For solving part 2, I wrote filter functions for all the fields. Again this took way more time because I had to lookup everything. But in the end, we have a working solution with generic code for part 1 and 2, just as I like it.

between l h i = l <= i && i <= h

parsedNumberBetween l h value = go l h parsedMaybe where
  parsedMaybe = readMaybe value :: Maybe Int
  go _ _ Nothing    = False
  go l h (Just val) = between l h val

checkBirthYear (key:value:[]) = key /= "byr" || parsedNumberBetween 1920 2002 value
checkIssueYear (key:value:[]) = key /= "iyr" || parsedNumberBetween 2010 2020 value
checkExpirationYear (key:value:[]) = key /= "eyr" || parsedNumberBetween 2020 2030 value
checkHairColor (key:(ht:clr):[]) = key /= "hcl" || (ht == '#' && all (\x -> elem x "0123456789abcdef") clr)
checkEyeColor (key:value:[]) = key /= "ecl" || value `elem` ["amb", "blu", "brn", "gry", "grn", "hzl", "oth"]
checkPassportId (key:value:[]) = key /= "pid" || (all isDigit value && length value == 9)
checkHeight (key:value:[]) = key /= "hgt" || (unit == "in" && between 59 76 val) || (unit == "cm" && between 150 193 val) where
  parts = splitAt ((length value) - 2) value
  val = fromMaybe 0 $ (readMaybe $ fst parts :: Maybe Int)
  unit = snd parts
checkEmpty = ((==2) . length)

solve2 = solve [ checkBirthYear, checkIssueYear, checkExpirationYear,
                 checkHeight, checkHairColor, checkEyeColor,
                 checkPassportId, checkCountryId ]
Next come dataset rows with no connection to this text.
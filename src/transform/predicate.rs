//! Compiled predicates.

use std::borrow::Cow;
use std::cmp::Ordering;
use std::fmt;

use crate::types::{Collation, Record, Value, ValueRef};

use super::coercion::fold_text;
use super::like::LikePattern;

/// A filter tree compiled against a schema.
///
/// The predicate is immutable, `Send + Sync` and can be reused across any number of record
/// sets filtered with the same schema. Children are evaluated in order and evaluation stops
/// at the first child that decides the result.
#[derive(Debug, Clone)]
pub enum Predicate {
    /// True when every child is true; an empty `And` is true.
    And(Vec<Predicate>),
    /// True when any child is true; an empty `Or` is false.
    Or(Vec<Predicate>),
    /// Logical complement.
    Not(Box<Predicate>),
    /// A single field test.
    Field(FieldTest),
}

impl Predicate {
    /// Evaluate the predicate against one record.
    pub fn matches<R: Record + ?Sized>(&self, record: &R) -> bool {
        match self {
            Predicate::And(children) => children.iter().all(|child| child.matches(record)),
            Predicate::Or(children) => children.iter().any(|child| child.matches(record)),
            Predicate::Not(inner) => !inner.matches(record),
            Predicate::Field(test) => test.matches(record),
        }
    }

    /// Number of field tests in the predicate.
    pub fn leaf_count(&self) -> usize {
        match self {
            Predicate::And(children) | Predicate::Or(children) => {
                children.iter().map(Predicate::leaf_count).sum()
            }
            Predicate::Not(inner) => inner.leaf_count(),
            Predicate::Field(_) => 1,
        }
    }
}

impl fmt::Display for Predicate {
    fn fmt(&self, f: &mut fmt::Formatter<'_>) -> fmt::Result {
        match self {
            Predicate::And(children) if children.is_empty() => f.write_str("TRUE"),
            Predicate::Or(children) if children.is_empty() => f.write_str("FALSE"),
            Predicate::And(children) | Predicate::Or(children) => {
                let joiner = if matches!(self, Predicate::And(_)) {
                    " AND "
                } else {
                    " OR "
                };
                f.write_str("(")?;
                for (i, child) in children.iter().enumerate() {
                    if i > 0 {
                        f.write_str(joiner)?;
                    }
                    write!(f, "{child}")?;
                }
                f.write_str(")")
            }
            Predicate::Not(inner) => write!(f, "NOT {inner}"),
            Predicate::Field(test) => write!(f, "{test}"),
        }
    }
}

/// Comparison used by range tests.
#[derive(Debug, Clone, Copy, PartialEq, Eq)]
pub enum CompareOp {
    GreaterThan,
    GreaterEqual,
    LessThan,
    LessEqual,
}

impl CompareOp {
    fn holds(self, ordering: Ordering) -> bool {
        match self {
            CompareOp::GreaterThan => ordering.is_gt(),
            CompareOp::GreaterEqual => ordering.is_ge(),
            CompareOp::LessThan => ordering.is_lt(),
            CompareOp::LessEqual => ordering.is_le(),
        }
    }

    fn symbol(self) -> &'static str {
        match self {
            CompareOp::GreaterThan => ">",
            CompareOp::GreaterEqual => ">=",
            CompareOp::LessThan => "<",
            CompareOp::LessEqual => "<=",
        }
    }
}

/// Test applied to a single field value.
///
/// Operands are already coerced to the field type and, for case-insensitive text fields,
/// folded to lower case.
#[derive(Debug, Clone)]
pub enum Test {
    /// Field is null or an empty string. Every other test treats an empty string as a value.
    Null,
    Equal(Value),
    Compare(CompareOp, Value),
    /// Inclusive range.
    Between(Value, Value),
    In(Vec<Value>),
    BeginsWith(String),
    EndsWith(String),
    Contains(String),
    Like(LikePattern),
}

/// A [`Test`] bound to a resolved schema position.
#[derive(Debug, Clone)]
pub struct FieldTest {
    pub(crate) field: String,
    pub(crate) index: usize,
    pub(crate) collation: Collation,
    pub(crate) test: Test,
}

impl FieldTest {
    /// Name of the tested field.
    pub fn field(&self) -> &str {
        &self.field
    }

    /// The test applied to the field.
    pub fn test(&self) -> &Test {
        &self.test
    }

    fn matches<R: Record + ?Sized>(&self, record: &R) -> bool {
        let actual = record.value_at(self.index);
        match &self.test {
            Test::Null => is_null(actual),
            _ if matches!(actual, ValueRef::Null) => false,
            Test::Equal(operand) => self.compare(actual, operand) == Some(Ordering::Equal),
            Test::Compare(op, operand) => self
                .compare(actual, operand)
                .is_some_and(|ordering| op.holds(ordering)),
            Test::Between(low, high) => {
                self.compare(actual, low).is_some_and(Ordering::is_ge)
                    && self.compare(actual, high).is_some_and(Ordering::is_le)
            }
            Test::In(set) => set
                .iter()
                .any(|operand| self.compare(actual, operand) == Some(Ordering::Equal)),
            Test::BeginsWith(needle) => self
                .text(actual)
                .is_some_and(|text| text.starts_with(needle.as_str())),
            Test::EndsWith(needle) => self
                .text(actual)
                .is_some_and(|text| text.ends_with(needle.as_str())),
            Test::Contains(needle) => self
                .text(actual)
                .is_some_and(|text| text.contains(needle.as_str())),
            Test::Like(pattern) => match actual {
                ValueRef::Utf8(text) => pattern.is_match(text),
                _ => false,
            },
        }
    }

    // None when the field holds a value of another type than the operand. Operands are
    // already coerced to the declared type, so this only happens when a record drifts from
    // its schema.
    fn compare(&self, actual: ValueRef<'_>, operand: &Value) -> Option<Ordering> {
        match (actual, operand) {
            (ValueRef::Int64(a), Value::Int64(b)) => Some(a.cmp(b)),
            (ValueRef::Float64(a), Value::Float64(b)) => Some(a.total_cmp(b)),
            (ValueRef::Bool(a), Value::Bool(b)) => Some(a.cmp(b)),
            (ValueRef::Utf8(a), Value::Utf8(b)) => Some(match self.collation {
                Collation::Ordinal => a.cmp(b.as_str()),
                Collation::CaseInsensitive => fold_text(a).as_str().cmp(b.as_str()),
            }),
            (ValueRef::DateTime(a), Value::DateTime(b)) => Some(a.cmp(b)),
            (ValueRef::Guid(a), Value::Guid(b)) => Some(a.cmp(b)),
            (ValueRef::OptionSet(a), Value::OptionSet(b)) => Some(a.cmp(b)),
            _ => None,
        }
    }

    fn text<'a>(&self, actual: ValueRef<'a>) -> Option<Cow<'a, str>> {
        match (actual, self.collation) {
            (ValueRef::Utf8(text), Collation::Ordinal) => Some(Cow::Borrowed(text)),
            (ValueRef::Utf8(text), Collation::CaseInsensitive) => {
                Some(Cow::Owned(fold_text(text)))
            }
            _ => None,
        }
    }
}

// Empty text is null only for `Null`/`NotNull`; every other test compares it as a value.
fn is_null(value: ValueRef<'_>) -> bool {
    matches!(value, ValueRef::Null | ValueRef::Utf8(""))
}

impl fmt::Display for FieldTest {
    fn fmt(&self, f: &mut fmt::Formatter<'_>) -> fmt::Result {
        let name = &self.field;
        match &self.test {
            Test::Null => write!(f, "{name} IS NULL"),
            Test::Equal(v) => write!(f, "{name} = {v}"),
            Test::Compare(op, v) => write!(f, "{name} {} {v}", op.symbol()),
            Test::Between(low, high) => write!(f, "{name} BETWEEN {low} AND {high}"),
            Test::In(set) => {
                write!(f, "{name} IN (")?;
                for (i, v) in set.iter().enumerate() {
                    if i > 0 {
                        f.write_str(", ")?;
                    }
                    write!(f, "{v}")?;
                }
                f.write_str(")")
            }
            Test::BeginsWith(s) => write!(f, "{name} BEGINS WITH {s:?}"),
            Test::EndsWith(s) => write!(f, "{name} ENDS WITH {s:?}"),
            Test::Contains(s) => write!(f, "{name} CONTAINS {s:?}"),
            Test::Like(p) => write!(f, "{name} LIKE {p}"),
        }
    }
}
Although this code actually describes what this problem is about. I found out by looking at other solutions that a way more simple approach would have been to check the validness of a passport by using regular expressions and just checked it as text. In that case, you would only have to split on the double newline. And filtered over the resulting list with a regex which might match or not. This could be implemented in a simple onliner (with a quite long regex.)

Happy with my solution, although I think it can be improved. But not too happy about how much time it took. Hoping for a better result for tomorrow.